How PR and Marketing are Tied Together
Marketing will handle advertising, design, and copywriting for campaigns. PR creates stories and messaging from information and research. Then a publicist or media relations professional will pitch those stories to generate awareness for the brand, product, or individual. PR can do the job using stories on tv, radio, print, and online media. But, if many people are not watching television news sources, listening to talk radio, or reading newspapers, how does the message get out? According to the Pew Research Center, the largest audience on cable or network news is around 7.5 million for evening, network programs. Everything else is well below 5 million viewers. Radio World reports that radio listenership is struggling since the pandemic began. There have been multiple reports on the decrease in traditional newspaper and magazine readership. Media is more digital and online and this is where PR and Marketing meet.

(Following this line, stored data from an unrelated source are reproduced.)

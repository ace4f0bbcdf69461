//! Forecaster: rotating-queue driven next-value forecasts.
//!
//! Each tick visits one device (the queue rotates by one), runs the shared
//! model over the window ending at that device's cursor, and appends the
//! prediction to `ts:{device}_forecasted`. The model is obtained once, on
//! the first tick that finds a device (bootstrap).

pub mod cursor;

use std::collections::{HashMap, HashSet};
use std::time::Duration;

use thiserror::Error;
use tracing::{debug, info, instrument, warn};

use meterflow_ai::{AiError, AiJob, ForecastJob, ModelSource};
use meterflow_core::{DeviceId, Labels, Sample, SeriesKey, TimeRange, Window};

use crate::schedule::{Tick, TickContext, TickOutcome};
use crate::store::{EnsureOutcome, StoreError, TimeSeriesStore, ensure_series};

pub use cursor::{forecast_timestamp, resume_cursor};

#[derive(Debug, Error)]
pub enum ForecastError {
    #[error(transparent)]
    Store(#[from] StoreError),

    #[error(transparent)]
    Ai(#[from] AiError),
}

#[derive(Debug, Clone)]
pub struct ForecastConfig {
    /// Rotating work-queue key.
    pub queue: String,
    /// Input window, shared by training and inference.
    pub window: Window,
    /// Spacing of synthetic forecast timestamps.
    pub step: Duration,
}

impl ForecastConfig {
    pub fn step_ms(&self) -> i64 {
        i64::try_from(self.step.as_millis()).unwrap_or(i64::MAX)
    }
}

pub struct Forecaster<S, P: ModelSource> {
    store: S,
    models: P,
    config: ForecastConfig,
    model: Option<P::Model>,
    cursors: HashMap<DeviceId, usize>,
    ensured: HashSet<DeviceId>,
}

impl<S, P> Forecaster<S, P>
where
    S: TimeSeriesStore,
    P: ModelSource,
{
    pub fn new(store: S, models: P, config: ForecastConfig) -> Self {
        Self {
            store,
            models,
            config,
            model: None,
            cursors: HashMap::new(),
            ensured: HashSet::new(),
        }
    }

    /// Probe the store, then build the forecaster. A failed probe is fatal.
    pub fn connect(store: S, models: P, config: ForecastConfig) -> Result<Self, ForecastError> {
        store.probe()?;
        info!(queue = %config.queue, window = config.window.length(), "store probe succeeded");
        Ok(Self::new(store, models, config))
    }

    pub fn config(&self) -> &ForecastConfig {
        &self.config
    }

    pub fn is_bootstrapped(&self) -> bool {
        self.model.is_some()
    }

    /// Next cursor for `device`, once it has been visited.
    pub fn cursor(&self, device: &DeviceId) -> Option<usize> {
        self.cursors.get(device).copied()
    }

    fn next_device(&self) -> Result<Option<DeviceId>, ForecastError> {
        let Some(member) = self.store.rotate_queue(&self.config.queue)? else {
            return Ok(None);
        };
        match DeviceId::from_queue_member(&member) {
            Ok(device) => Ok(Some(device)),
            Err(e) => {
                warn!(member = %member, error = %e, "skipping malformed queue member");
                Ok(None)
            }
        }
    }

    #[instrument(skip(self, raw), fields(points = raw.len()))]
    fn bootstrap(&mut self, device: &DeviceId, raw: &[Sample]) -> Result<(), ForecastError> {
        let values: Vec<f64> = raw.iter().map(|s| s.value).collect();
        let training = self.config.window.training_pairs(&values);
        info!(pairs = training.len(), "obtaining model");
        let model = self.models.obtain(&training)?;
        self.model = Some(model);
        Ok(())
    }

    /// Create the forecast series on the first visit to `device`.
    fn ensure_forecast_series(&mut self, device: &DeviceId) -> Result<(), ForecastError> {
        if self.ensured.contains(device) {
            return Ok(());
        }
        let key = SeriesKey::forecast(device);
        match ensure_series(&self.store, &key, &Labels::device(device))? {
            EnsureOutcome::Created => info!(key = %key, "created forecast series"),
            EnsureOutcome::AlreadyExisted => debug!(key = %key, "forecast series already exists"),
        }
        self.ensured.insert(device.clone());
        Ok(())
    }

    fn cursor_for(&mut self, device: &DeviceId, raw: &[Sample]) -> Result<usize, ForecastError> {
        if let Some(c) = self.cursors.get(device) {
            return Ok(*c);
        }
        let existing = self
            .store
            .range(&SeriesKey::forecast(device), TimeRange::all())?;
        let c = resume_cursor(
            self.config.window.length(),
            raw,
            existing.last().map(|s| s.timestamp_ms),
            self.config.step_ms(),
        );
        if c > self.config.window.length() {
            info!(device = %device, cursor = c, "resuming after existing forecasts");
        }
        self.cursors.insert(device.clone(), c);
        Ok(c)
    }
}

impl<S, P> Tick for Forecaster<S, P>
where
    S: TimeSeriesStore,
    P: ModelSource,
{
    type Error = ForecastError;

    fn tick(&mut self, ctx: &TickContext) -> Result<TickOutcome, ForecastError> {
        if ctx.deadline_passed() {
            return Ok(TickOutcome::Aborted);
        }
        if let Some(model) = &self.model {
            self.models.validate(model, self.config.window.length())?;
        }

        let Some(device) = self.next_device()? else {
            info!(queue = %self.config.queue, "device queue is empty; waiting");
            return Ok(TickOutcome::Idle);
        };
        let raw = match self.store.range(&SeriesKey::raw(&device), TimeRange::all()) {
            Ok(raw) => raw,
            Err(StoreError::MissingSeries(key)) => {
                warn!(device = %device, key = %key, "queued device has no raw series");
                return Ok(TickOutcome::Idle);
            }
            Err(e) => return Err(e.into()),
        };

        if self.model.is_none() {
            self.bootstrap(&device, &raw)?;
        }
        if ctx.deadline_passed() {
            return Ok(TickOutcome::Aborted);
        }

        self.ensure_forecast_series(&device)?;
        let cursor = self.cursor_for(&device, &raw)?;

        let values: Vec<f64> = raw.iter().map(|s| s.value).collect();
        let (Some(input), Some(timestamp_ms)) = (
            self.config.window.input_at(&values, cursor),
            forecast_timestamp(&raw, self.config.window.length(), cursor, self.config.step_ms()),
        ) else {
            debug!(device = %device, cursor, points = raw.len(), "nothing to forecast");
            return Ok(TickOutcome::Idle);
        };

        let Some(model) = self.model.as_ref() else {
            return Ok(TickOutcome::Idle);
        };
        let prediction = ForecastJob::new(device.clone(), input.to_vec(), model).run()?;

        if ctx.deadline_passed() {
            return Ok(TickOutcome::Aborted);
        }

        let key = SeriesKey::forecast(&device);
        let accepted = self
            .store
            .append(&key, &[Sample::new(timestamp_ms, prediction.value)])?;
        if accepted == 0 {
            debug!(key = %key, timestamp_ms, "forecast timestamp already present");
        }
        info!(
            device = %device,
            cursor,
            timestamp_ms,
            value = prediction.value,
            model = %prediction.model,
            "appended forecast"
        );

        self.cursors.insert(device, cursor + 1);
        Ok(TickOutcome::Progressed)
    }
}

#[cfg(test)]
mod tests {
    use std::sync::Arc;
    use std::time::Instant;

    use super::*;
    use crate::store::InMemoryTimeSeriesStore;
    use meterflow_ai::{Persistence, StaticModelSource};

    const STEP: i64 = 900_000;

    fn config(window: usize) -> ForecastConfig {
        ForecastConfig {
            queue: "device_queue".to_string(),
            window: Window::new(window).unwrap(),
            step: Duration::from_millis(STEP as u64),
        }
    }

    fn seeded(device: &str, n: usize) -> (Arc<InMemoryTimeSeriesStore>, DeviceId) {
        let store = Arc::new(InMemoryTimeSeriesStore::new());
        let dev = DeviceId::parse(device).unwrap();
        let key = SeriesKey::raw(&dev);
        store.create_series(&key, &Labels::device(&dev)).unwrap();
        let samples: Vec<Sample> = (0..n).map(|i| Sample::new(i as i64 * STEP, i as f64)).collect();
        store.append(&key, &samples).unwrap();
        store.push_queue("device_queue", &dev.queue_member()).unwrap();
        (store, dev)
    }

    fn ctx() -> TickContext {
        TickContext::with_timeout(1, Duration::from_secs(60))
    }

    fn forecaster(
        store: Arc<InMemoryTimeSeriesStore>,
        window: usize,
    ) -> Forecaster<Arc<InMemoryTimeSeriesStore>, StaticModelSource<Persistence>> {
        Forecaster::new(store, StaticModelSource::new(Persistence::new(window)), config(window))
    }

    #[test]
    fn empty_queue_is_idle_and_does_not_bootstrap() {
        let store = Arc::new(InMemoryTimeSeriesStore::new());
        let mut f = forecaster(store, 4);
        assert_eq!(f.tick(&ctx()).unwrap(), TickOutcome::Idle);
        assert!(!f.is_bootstrapped());
    }

    #[test]
    fn forecasts_walk_the_series_and_stop_when_caught_up() {
        let (store, dev) = seeded("devA", 6);
        let mut f = forecaster(store.clone(), 4);

        assert_eq!(f.tick(&ctx()).unwrap(), TickOutcome::Progressed);
        assert_eq!(f.tick(&ctx()).unwrap(), TickOutcome::Progressed);
        assert_eq!(f.tick(&ctx()).unwrap(), TickOutcome::Progressed);
        assert_eq!(f.tick(&ctx()).unwrap(), TickOutcome::Idle);
        assert_eq!(f.cursor(&dev), Some(7));

        let got = store.range(&SeriesKey::forecast(&dev), TimeRange::all()).unwrap();
        // Persistence repeats the last input value.
        assert_eq!(
            got,
            vec![
                Sample::new(4 * STEP, 3.0),
                Sample::new(5 * STEP, 4.0),
                Sample::new(6 * STEP, 5.0),
            ]
        );
    }

    #[test]
    fn new_raw_points_resume_a_caught_up_device() {
        let (store, dev) = seeded("devA", 4);
        let mut f = forecaster(store.clone(), 4);
        assert_eq!(f.tick(&ctx()).unwrap(), TickOutcome::Progressed);
        assert_eq!(f.tick(&ctx()).unwrap(), TickOutcome::Idle);

        store
            .append(&SeriesKey::raw(&dev), &[Sample::new(4 * STEP, 40.0)])
            .unwrap();
        assert_eq!(f.tick(&ctx()).unwrap(), TickOutcome::Progressed);
        let got = store.range(&SeriesKey::forecast(&dev), TimeRange::all()).unwrap();
        assert_eq!(got.last(), Some(&Sample::new(5 * STEP, 40.0)));
    }

    #[test]
    fn short_series_is_idle() {
        let (store, dev) = seeded("devA", 2);
        let mut f = forecaster(store.clone(), 4);
        assert_eq!(f.tick(&ctx()).unwrap(), TickOutcome::Idle);
        assert!(f.is_bootstrapped());
        assert!(store.range(&SeriesKey::forecast(&dev), TimeRange::all()).unwrap().is_empty());
    }

    #[test]
    fn restart_continues_existing_forecasts() {
        let (store, dev) = seeded("devA", 8);
        let mut first = forecaster(store.clone(), 4);
        first.tick(&ctx()).unwrap();
        first.tick(&ctx()).unwrap();

        let mut second = forecaster(store.clone(), 4);
        assert_eq!(second.tick(&ctx()).unwrap(), TickOutcome::Progressed);
        assert_eq!(second.cursor(&dev), Some(7));
        let stamps: Vec<i64> = store
            .range(&SeriesKey::forecast(&dev), TimeRange::all())
            .unwrap()
            .iter()
            .map(|s| s.timestamp_ms)
            .collect();
        assert_eq!(stamps, vec![4 * STEP, 5 * STEP, 6 * STEP]);
    }

    #[test]
    fn hourly_raw_data_still_yields_step_spaced_forecasts() {
        let store = Arc::new(InMemoryTimeSeriesStore::new());
        let dev = DeviceId::parse("devA").unwrap();
        let key = SeriesKey::raw(&dev);
        store.create_series(&key, &Labels::device(&dev)).unwrap();
        let hour = 4 * STEP;
        let samples: Vec<Sample> = (0..8).map(|i| Sample::new(i * hour, i as f64)).collect();
        store.append(&key, &samples).unwrap();
        store.push_queue("device_queue", &dev.queue_member()).unwrap();

        let mut f = forecaster(store.clone(), 4);
        f.tick(&ctx()).unwrap();
        f.tick(&ctx()).unwrap();

        let got = store.range(&SeriesKey::forecast(&dev), TimeRange::all()).unwrap();
        assert_eq!(
            got.iter().map(|s| s.timestamp_ms).collect::<Vec<_>>(),
            vec![3 * hour + STEP, 3 * hour + 2 * STEP]
        );

        // A restarted forecaster picks up from the step-spaced stamps.
        let mut again = forecaster(store.clone(), 4);
        again.tick(&ctx()).unwrap();
        assert_eq!(again.cursor(&dev), Some(7));
    }

    #[test]
    fn expired_deadline_aborts_without_writing() {
        let (store, dev) = seeded("devA", 6);
        let mut f = forecaster(store.clone(), 4);
        let expired = TickContext::new(1, Instant::now());
        assert_eq!(f.tick(&expired).unwrap(), TickOutcome::Aborted);
        assert!(store.range(&SeriesKey::forecast(&dev), TimeRange::all()).is_err());
        assert_eq!(f.cursor(&dev), None);
    }

    #[test]
    fn devices_are_visited_round_robin() {
        let (store, a) = seeded("devA", 5);
        let b = DeviceId::parse("devB").unwrap();
        store.create_series(&SeriesKey::raw(&b), &Labels::device(&b)).unwrap();
        let samples: Vec<Sample> = (0..5).map(|i| Sample::new(i * STEP, 100.0 + i as f64)).collect();
        store.append(&SeriesKey::raw(&b), &samples).unwrap();
        store.push_queue("device_queue", &b.queue_member()).unwrap();

        let mut f = forecaster(store.clone(), 4);
        f.tick(&ctx()).unwrap();
        f.tick(&ctx()).unwrap();
        assert_eq!(f.cursor(&a), Some(5));
        assert_eq!(f.cursor(&b), Some(5));
        assert_eq!(store.queue_members("device_queue").unwrap().len(), 2);
    }

    #[test]
    fn unusable_queue_members_are_skipped() {
        let store = Arc::new(InMemoryTimeSeriesStore::new());
        store.push_queue("device_queue", "ts:").unwrap();
        store.push_queue("device_queue", "ts:ghost").unwrap();
        let mut f = forecaster(store, 4);
        assert_eq!(f.tick(&ctx()).unwrap(), TickOutcome::Idle);
        assert_eq!(f.tick(&ctx()).unwrap(), TickOutcome::Idle);
        assert!(!f.is_bootstrapped());
    }

    #[test]
    fn connect_probes_the_store() {
        let store = Arc::new(InMemoryTimeSeriesStore::new());
        let f = Forecaster::connect(store, StaticModelSource::new(Persistence::new(4)), config(4)).unwrap();
        assert!(!f.is_bootstrapped());
    }
}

Digital PR and Why Marketing Needs Us
Public Relations professionals have become much more active creating content for social media and websites. Content driven social media campaigns are a combination of design efforts from Marketing and writing from the PR department. The snappy copy produced in Marketing is fine for advertising. But PR people know how to pitch an angle and write the appropriate copy to go along with it. Also PR people build relationships, which we know is critical for growing a loyal and engaged audience.
Teamwork Leads to Success
So what does it look like when these two departments meet on equal footing? In an ideal world a team that includes marketing and pr will get together to plan a campaign. Tasks will be delegated and a structured, executable campaign will result. Marketing will handle the images and copy, hashtag and competitor research. It will also have developed a value proposition and target customer(s). PR will write blogs, articles, and social media copy. These professionals will plan a media strategy that includes social platforms and content, plan events, and train spokespeople.
Like me, some PR people are full on Marketers. In the end we all are determining what motivates people and why they do what they do. In a sense, people watching and that’s the fun part.